For the Dense Bean Salad
- Red kidney beans (canned or cooked) – The hearty base of the salad, adding creamy texture and plenty of fiber.
- Green beans – Blanched until crisp-tender for color and fresh crunch.
- Cherry or grape tomatoes – Juicy pops of sweetness and acidity.
- Red onion – Provides sharp bite and crunch to balance the richness of the steak and sauce.
- Fresh parsley or cilantro – Echoes the chimichurri flavors and keeps the salad fresh.
- Olive oil – Lightly coats the beans and veggies so they don’t dry out.

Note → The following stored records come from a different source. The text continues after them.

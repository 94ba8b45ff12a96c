//! MissionLink Core - mission bank synchronization with a flight controller
//!
//! **Creator**: Shayan Golmezerji
//! **License**: Creative Commons Attribution 4.0 International (CC BY 4.0)
//!
//! Keeps the ground station's mission (banks of waypoint info-slots) in step
//! with what is stored on the vehicle, over a lossy byte link.
//!
//! # Layers
//! - [`codec`]: CRC8-protected frames with a resynchronizing decoder
//! - [`channel`]: per-connection rolling counter and loss statistics
//! - [`ack_manager`]: single outstanding request with bounded retry
//! - [`sync_engine`]: Read / Write / Remove-All transactions, sans I/O
//! - [`bridge`]: bytes in, bytes and events out, for one vehicle
//! - [`link`]: tokio driver with an async handle
//!
//! ```no_run
//! # async fn demo() -> missionlink_core::Result<()> {
//! use missionlink_core::{link, SyncConfig, VehicleLink};
//!
//! let stream = tokio::net::TcpStream::connect("127.0.0.1:5760")
//!     .await
//!     .map_err(|_| missionlink_core::SyncError::LinkClosed)?;
//! let transport = link::stream_transport(stream);
//! let (vehicle, _events) = VehicleLink::spawn(SyncConfig::default(), transport)?;
//! let mission = vehicle.read_mission().await?;
//! println!("{} banks, {} slots", mission.banks.len(), mission.slot_count());
//! # Ok(())
//! # }
//! ```

pub mod ack_manager;
pub mod bridge;
pub mod channel;
pub mod codec;
pub mod config;
pub mod contracts;
pub mod errors;
pub mod link;
pub mod logging;
pub mod receiver;
pub mod sim;
pub mod sync_engine;
pub mod transmitter;

pub use bridge::{MissionSink, SessionOutput, SyncEvent, VehicleBridge};
pub use channel::{ChannelState, LinkStats};
pub use codec::{Frame, MsgClass, MAGIC};
pub use config::SyncConfig;
pub use contracts::{BankRecord, BankRequest, BankSummary, InfoSlot, Mission, MissionBank};
pub use errors::{Result, SyncError};
pub use link::VehicleLink;
pub use sync_engine::{Completion, SyncEngine, SyncState, TransactionKind};

/// Ground station address on the link
pub const DEFAULT_GROUND_ID: u16 = 0x00FE;

/// Flight controller address on the link
pub const DEFAULT_VEHICLE_ID: u16 = 0x0001;

/// ACK timeout duration in milliseconds
pub const ACK_TIMEOUT_MS: u64 = 500;

/// Retries of one request before the transaction aborts
pub const MAX_RETRIES: u32 = 5;

/// Receive buffer size per connection
pub const RECEIVE_BUFFER_CAPACITY: usize = 4096;

/// Frames between two link statistics reports
pub const STATS_WINDOW: u32 = 32;
//! Fundamental types shared by both format readers:
//! - [`Error`] / [`Result`] - Error handling
//! - [`Transform`] and math type re-exports from glam
//! - Little-endian wire readers for record fields

mod error;
mod math;

pub use error::*;
pub use math::*;
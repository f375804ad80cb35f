//! SCA decoding.
//!
//! Bone links decode before any pose, since a pose block is one transform
//! per link in link order. The declared per-frame size is checked against
//! the size implied by the link count before a single pose byte is read.

use std::path::Path;

use tracing::{debug, warn};

use super::animation::{Animation, BoneLink, Frame, Pose};
use super::format::{FRAME_HEADER_SIZE, POSE_ENTRY_SIZE};
use super::header::ScaHeader;
use crate::skeleton::resolve_parents;
use crate::source::Source;
use crate::util::{Error, Result, Transform};

impl Animation {
    /// Decode the SCA clip at `path`.
    pub fn open(path: impl AsRef<Path>) -> Result<Self> {
        let path = path.as_ref();
        let source = Source::open(path)?;
        debug!(path = %path.display(), "reading SCA animation");
        Self::read(&source)
    }

    /// Decode an SCA clip from an in-memory buffer.
    pub fn from_bytes(bytes: impl Into<Vec<u8>>) -> Result<Self> {
        Self::read(&Source::from_bytes(bytes))
    }

    /// Decode an SCA clip from an open source.
    pub fn read(source: &Source) -> Result<Self> {
        let header = ScaHeader::parse(source)?;
        let bone_links = read_bone_links(&header, source)?;

        if header.frame_size as usize != header.computed_frame_size() {
            return Err(Error::TruncatedInput(format!(
                "declared frame size {} does not match frame header plus pose block size {}",
                header.frame_size,
                header.computed_frame_size()
            )));
        }

        let initial_pose = read_pose(header.anim_offset as u64, bone_links.len(), source)?;
        let frames = read_frames(&header, source)?;

        Ok(Animation {
            duration: header.duration,
            bone_links,
            initial_pose,
            frames,
        })
    }
}

/// Read the bone links in two passes: names back to back at the name-table
/// offset, then the parent-index table, resolved over the full array.
fn read_bone_links(header: &ScaHeader, source: &Source) -> Result<Vec<BoneLink>> {
    let count = header.bones_num as usize;

    // `bones_num` sizes every allocation below, so the link table range is
    // validated before the first one.
    let links_offset = header.bone_links_offset as u64;
    source.check_range(links_offset, count as u64 * 4)?;

    let mut names = Vec::with_capacity(count);
    let mut offset = header.bone_names_offset as u64;
    for _ in 0..count {
        let name = source.read_cstring(offset)?;
        offset += name.len() as u64 + 1;
        names.push(name);
    }

    let mut raw_parents = Vec::with_capacity(count);
    for i in 0..count as u64 {
        raw_parents.push(source.read_i32(links_offset + i * 4)?);
    }
    let parents = resolve_parents(&raw_parents)?;

    debug!(count, "read bone links");
    Ok(names
        .into_iter()
        .zip(parents)
        .enumerate()
        .map(|(index, (name, parent))| BoneLink {
            name,
            index,
            parent,
        })
        .collect())
}

/// Read one pose block: a transform per bone link, in link order.
fn read_pose(offset: u64, link_count: usize, source: &Source) -> Result<Pose> {
    let raw = source.read_bytes(offset, link_count * POSE_ENTRY_SIZE)?;
    let transforms = (0..link_count)
        .map(|i| Transform::from_wire(&raw[i * POSE_ENTRY_SIZE..(i + 1) * POSE_ENTRY_SIZE]))
        .collect();
    Ok(Pose { transforms })
}

/// Read the frame sequence laid out contiguously after the initial pose.
fn read_frames(header: &ScaHeader, source: &Source) -> Result<Vec<Frame>> {
    let link_count = header.bones_num as usize;
    let start = header.anim_offset as u64 + header.pose_size() as u64;

    // The whole frame sequence must fit before anything is allocated.
    let total = header.frames_num as u64 * header.frame_size as u64;
    source.check_range(start, total)?;

    let mut frames = Vec::with_capacity(header.frames_num as usize);
    let mut last_time = f32::NEG_INFINITY;
    for i in 0..header.frames_num as u64 {
        let at = start + i * header.frame_size as u64;
        let time = source.read_f32(at)?;
        let flags = source.read_u32(at + 4)?;
        if time < last_time {
            warn!(frame = i, time, "frame time decreases");
        }
        last_time = time;

        let pose = read_pose(at + FRAME_HEADER_SIZE as u64, link_count, source)?;
        frames.push(Frame { time, flags, pose });
    }

    debug!(count = frames.len(), "read frames");
    Ok(frames)
}
//! Integration tests decoding synthetic SCA buffers.

use supcom_io::prelude::*;
use supcom_io::sca::{FRAME_HEADER_SIZE, HEADER_SIZE, POSE_ENTRY_SIZE, SCA_VERSION};

/// One pose entry per bone link: position x,y,z then quaternion w,x,y,z.
type WireTransform = [f32; 7];

const REST: WireTransform = [0.0, 0.0, 0.0, 1.0, 0.0, 0.0, 0.0];

struct TestClip {
    duration: f32,
    /// (name, parent index) per bone link.
    links: Vec<(&'static str, i32)>,
    initial_pose: Vec<WireTransform>,
    /// (time, flags, pose) per frame.
    frames: Vec<(f32, u32, Vec<WireTransform>)>,
    /// Overrides the computed frame size when set.
    frame_size: Option<u32>,
    version: u32,
}

impl TestClip {
    fn new(links: Vec<(&'static str, i32)>) -> Self {
        let rest: Vec<WireTransform> = links.iter().map(|_| REST).collect();
        Self {
            duration: 1.0,
            links,
            initial_pose: rest,
            frames: Vec::new(),
            frame_size: None,
            version: SCA_VERSION,
        }
    }

    fn frame(mut self, time: f32, flags: u32, pose: Vec<WireTransform>) -> Self {
        self.frames.push((time, flags, pose));
        self
    }

    fn build(&self) -> Vec<u8> {
        let names_len: u32 = self.links.iter().map(|(n, _)| n.len() as u32 + 1).sum();
        let bone_names_offset = HEADER_SIZE as u32;
        let bone_links_offset = bone_names_offset + names_len;
        let anim_offset = bone_links_offset + self.links.len() as u32 * 4;
        let frame_size = self.frame_size.unwrap_or(
            (FRAME_HEADER_SIZE + self.links.len() * POSE_ENTRY_SIZE) as u32,
        );

        let mut buf = Vec::new();
        buf.extend_from_slice(b"ANIM");
        buf.extend_from_slice(&self.version.to_le_bytes());
        buf.extend_from_slice(&(self.frames.len() as u32).to_le_bytes());
        buf.extend_from_slice(&self.duration.to_le_bytes());
        buf.extend_from_slice(&(self.links.len() as u32).to_le_bytes());
        buf.extend_from_slice(&bone_names_offset.to_le_bytes());
        buf.extend_from_slice(&bone_links_offset.to_le_bytes());
        buf.extend_from_slice(&anim_offset.to_le_bytes());
        buf.extend_from_slice(&frame_size.to_le_bytes());

        for (name, _) in &self.links {
            buf.extend_from_slice(name.as_bytes());
            buf.push(0);
        }
        for (_, parent) in &self.links {
            buf.extend_from_slice(&parent.to_le_bytes());
        }
        for entry in &self.initial_pose {
            for v in entry {
                buf.extend_from_slice(&v.to_le_bytes());
            }
        }
        for (time, flags, pose) in &self.frames {
            buf.extend_from_slice(&time.to_le_bytes());
            buf.extend_from_slice(&flags.to_le_bytes());
            for entry in pose {
                for v in entry {
                    buf.extend_from_slice(&v.to_le_bytes());
                }
            }
        }
        buf
    }
}

fn walk_clip() -> TestClip {
    let moved: Vec<WireTransform> = vec![
        [0.0, 1.0, 0.0, 1.0, 0.0, 0.0, 0.0],
        [2.0, 0.0, 0.0, 0.0, 0.0, 1.0, 0.0],
    ];
    TestClip::new(vec![("pelvis", -1), ("leg", 0)])
        .frame(0.0, 0, vec![REST, REST])
        .frame(0.1, 4, moved)
}

#[test]
fn test_decode_clip() {
    let clip = Animation::from_bytes(walk_clip().build()).unwrap();

    assert_eq!(clip.duration, 1.0);
    assert_eq!(clip.bone_links.len(), 2);
    assert_eq!(clip.bone_links[0].name, "pelvis");
    assert_eq!(clip.bone_links[1].name, "leg");
    assert_eq!(clip.bone_links[0].parent, None);
    assert_eq!(clip.link_parent(&clip.bone_links[1]).unwrap().name, "pelvis");

    assert_eq!(clip.initial_pose.len(), 2);
    assert_eq!(
        clip.initial_pose.transform(0).unwrap().rotation,
        supcom_io::util::Quat::IDENTITY
    );
    assert!(clip.initial_pose.transform(2).is_none());

    assert_eq!(clip.frames.len(), 2);
    assert_eq!(clip.frames[0].time, 0.0);
    assert_eq!(clip.frames[1].time, 0.1);
    assert_eq!(clip.frames[0].flags, 0);
    assert_eq!(clip.frames[1].flags, 4);

    let moved = clip.frames[1].pose.transform(1).unwrap();
    assert_eq!(moved.position, supcom_io::util::Vec3::new(2.0, 0.0, 0.0));
    // Disk order w,x,y,z: (0, 0, 1, 0) is a y-axis quaternion.
    assert_eq!(moved.rotation, supcom_io::util::Quat::from_xyzw(0.0, 1.0, 0.0, 0.0));
}

#[test]
fn test_frame_size_mismatch() {
    let mut clip = walk_clip();
    clip.frame_size = Some(60); // computed is 8 + 2 * 28 = 64
    let err = Animation::from_bytes(clip.build()).unwrap_err();
    assert!(matches!(err, Error::TruncatedInput(_)));
}

#[test]
fn test_bad_magic() {
    let mut buf = walk_clip().build();
    buf[0..4].copy_from_slice(b"MODL");
    let err = Animation::from_bytes(buf).unwrap_err();
    assert!(matches!(err, Error::BadMagic { expected: "ANIM", .. }));
}

#[test]
fn test_unsupported_version() {
    let mut clip = walk_clip();
    clip.version = 3;
    let err = Animation::from_bytes(clip.build()).unwrap_err();
    assert!(matches!(
        err,
        Error::UnsupportedVersion {
            found: 3,
            supported: 5
        }
    ));
}

#[test]
fn test_link_parent_out_of_range() {
    let clip = TestClip::new(vec![("pelvis", -1), ("leg", 7)]);
    let err = Animation::from_bytes(clip.build()).unwrap_err();
    assert!(matches!(err, Error::InvalidBoneLink(_)));
}

#[test]
fn test_link_cycle() {
    let clip = TestClip::new(vec![("a", 1), ("b", 0)]);
    let err = Animation::from_bytes(clip.build()).unwrap_err();
    assert!(matches!(err, Error::InvalidBoneLink(_)));
}

#[test]
fn test_truncated_frames() {
    let mut buf = walk_clip().build();
    // Claim a third frame without providing its bytes.
    buf[8..12].copy_from_slice(&3u32.to_le_bytes());
    let err = Animation::from_bytes(buf).unwrap_err();
    assert!(matches!(err, Error::TruncatedInput(_)));
}

#[test]
fn test_absurd_bone_count() {
    let mut buf = walk_clip().build();
    // A link count this large would size multi-gigabyte tables; it must
    // fail the range check, not the allocation.
    buf[16..20].copy_from_slice(&0xFFFF_FFFFu32.to_le_bytes());
    let err = Animation::from_bytes(buf).unwrap_err();
    assert!(matches!(err, Error::TruncatedInput(_)));
}

#[test]
fn test_absurd_frame_count() {
    let mut buf = walk_clip().build();
    buf[8..12].copy_from_slice(&0xFFFF_FFFFu32.to_le_bytes());
    let err = Animation::from_bytes(buf).unwrap_err();
    assert!(matches!(err, Error::TruncatedInput(_)));
}

#[test]
fn test_empty_clip() {
    // No frames at all is legal; the initial pose still decodes.
    let clip = Animation::from_bytes(TestClip::new(vec![("pelvis", -1)]).build()).unwrap();
    assert!(clip.frames.is_empty());
    assert_eq!(clip.initial_pose.len(), 1);
}

#[test]
fn test_open_from_path() {
    let dir = tempfile::tempdir().unwrap();
    let path = dir.path().join("walk.sca");
    std::fs::write(&path, walk_clip().build()).unwrap();

    let clip = Animation::open(&path).unwrap();
    assert_eq!(clip.frames.len(), 2);
}

#[test]
fn test_open_missing_path() {
    let err = Animation::open("/no/such/clip.sca").unwrap_err();
    assert!(matches!(err, Error::SourceNotFound(_)));
}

- Red wine vinegar or lemon juice – Adds tang to the salad and helps it soak up the steak juices.
- Salt and pepper – Pull the flavors together and keep the salad from tasting flat.
How To Make the Steak Chimichurri & Dense Bean Salad
Once you have your steak, a few herbs, and a couple of cans of beans, this recipe is all about simple steps and smart layering. You’ll build flavor in stages: first in the chimichurri, then in the steak, and finally in the salad that catches every last drop of sauce.
Step 1: Make the Chimichurri Sauce
Finely chop the parsley, cilantro, and garlic, then add them to a bowl with red wine vinegar, lemon juice, dried oregano, red pepper flakes, salt, and pepper. Stir in the olive oil until everything is glossy and well combined. Taste and adjust the seasoning so the chimichurri is bright, garlicky, and slightly spicy.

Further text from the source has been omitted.